Indian Mall was used to host various events including athletic team appearances and signings as well as fundraisers for different organizations across the state and country.

In 1998, shortly after the Westside Middle School shooting, Indian Mall received significant press coverage as the location where Rev. Phillip McClure, a local pastor, started ministering to people.

Until 2006, Indian Mall was the only mall serving northeastern Arkansas. It featured a variety of national chain tenants, including The Gap, Waldenbooks, Sam Goody, KB Toys, and Dollar Tree.

==New mall proposals==
As early as 1994, rumors circulated on the arrival of a newer, larger mall to serve the expanding city. Two mall proposals eventually surfaced, one of the proposals being made by Indian Mall's owner, Warmack & Company. Warmack's proposal, dubbed Southern Hills Mall, was to feature a similar tenant roster to the Indian Mall. Southern Hills Mall was also slated to include newer, larger stores for JCPenney, Dillard's, and Sears, in addition to a new Target; the Indian Mall would then be converted to non-retail use under this plan. Meanwhile, David Hocker & Associates, a company based in Kentucky, was also proposing a new mall, called The Mall at Turtle Creek; this proposed mall was also to feature Dillard's among its anchors.

Due to a variety of issues, Warmack's Southern Hills Mall never materialized. However, The Mall at Turtle Creek did open in 2006, including a new Dillard's and a new JCPenney among its anchors. As a result, JCPenney closed its store at Indian Mall, and the Dillard's at Indian Mall was converted to a clearance center (with the Dillard's Men's store closing entirely). Similarly, many of the older mall's tenants re-located to the Mall at Turtle Creek. The site where Southern Hills Mall would have been built has since been put up for sale.

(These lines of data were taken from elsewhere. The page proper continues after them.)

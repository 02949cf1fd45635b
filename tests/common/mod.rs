//! Common test utilities
#![allow(dead_code)]

use wgkern::dtype::DType;
use wgkern::error::{Error, Result};
use wgkern::program::ProgramDescriptor;
use wgkern::runtime::ComputeContext;
use wgkern::tensor::TensorView;

/// In-memory context recording every program a kernel runs
#[derive(Debug, Default)]
pub struct RecordingContext {
    pub inputs: Vec<TensorView>,
    pub output_dtype: Option<DType>,
    pub outputs: Vec<TensorView>,
    pub programs: Vec<ProgramDescriptor>,
}

impl RecordingContext {
    /// Context whose output takes the dtype of input `dtype_from`
    pub fn new(inputs: Vec<TensorView>, dtype_from: usize) -> Self {
        let output_dtype = inputs.get(dtype_from).map(TensorView::dtype);
        Self {
            inputs,
            output_dtype,
            ..Default::default()
        }
    }
}

impl ComputeContext for RecordingContext {
    fn input(&self, index: usize) -> Result<TensorView> {
        self.inputs.get(index).cloned().ok_or_else(|| Error::InvalidArgument {
            arg: "input",
            reason: format!("no input {index}"),
        })
    }

    fn output(&mut self, _index: usize, shape: &[usize]) -> Result<TensorView> {
        let dtype = self.output_dtype.ok_or_else(|| Error::InvalidArgument {
            arg: "output",
            reason: "no output dtype".to_string(),
        })?;
        let view = TensorView::new(shape, dtype)?;
        self.outputs.push(view.clone());
        Ok(view)
    }

    fn run_program(&mut self, program: ProgramDescriptor) -> Result<()> {
        self.programs.push(program);
        Ok(())
    }
}

/// Context whose adapter always fails
#[derive(Debug)]
pub struct FailingContext {
    pub inputs: Vec<TensorView>,
    pub output_dtype: DType,
}

impl ComputeContext for FailingContext {
    fn input(&self, index: usize) -> Result<TensorView> {
        self.inputs.get(index).cloned().ok_or_else(|| Error::InvalidArgument {
            arg: "input",
            reason: format!("no input {index}"),
        })
    }

    fn output(&mut self, _index: usize, shape: &[usize]) -> Result<TensorView> {
        TensorView::new(shape, self.output_dtype)
    }

    fn run_program(&mut self, _program: ProgramDescriptor) -> Result<()> {
        Err(Error::execution(std::io::Error::other("device lost")))
    }
}

/// Parse and validate WGSL with naga
pub fn validate_wgsl(source: &str) -> std::result::Result<(), String> {
    use naga::valid::{Capabilities, ValidationFlags, Validator};

    let module = naga::front::wgsl::parse_str(source)
        .map_err(|e| format!("WGSL parse error: {}", e.emit_to_string(source)))?;
    Validator::new(ValidationFlags::all(), Capabilities::all())
        .validate(&module)
        .map(|_| ())
        .map_err(|e| format!("WGSL validation error: {e:?}"))
}

/// Decode packed uniform bytes into `u32` words
pub fn words(bytes: &[u8]) -> Vec<u32> {
    bytes
        .chunks_exact(4)
        .map(|c| u32::from_le_bytes([c[0], c[1], c[2], c[3]]))
        .collect()
}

===Closure and redevelopment===
In August 2007, MBC Holdings entered into talks with the Warmack Company to purchase the Indian Mall. MBC Holdings plans on destructing most of the site and then developing it into additional retail space. The deal is contingent on several areas. One is the city of Jonesboro's willingness to allow more retail development and plans for the stores that still occupy the Indian mall and have multi-year leases.

MBC Holdings LLC closed on the property in late 2007. The mall closed February 2008, and was demolished in March 2012. In June 2013, a request was approved to tear down the mall and replace it with a Kroger store.

On December 28, 2016, it was announced that Sears would be closing as part of a plan to close 30 stores nationwide. The store closed in April 2017. The auto center closed on October 14, 2017.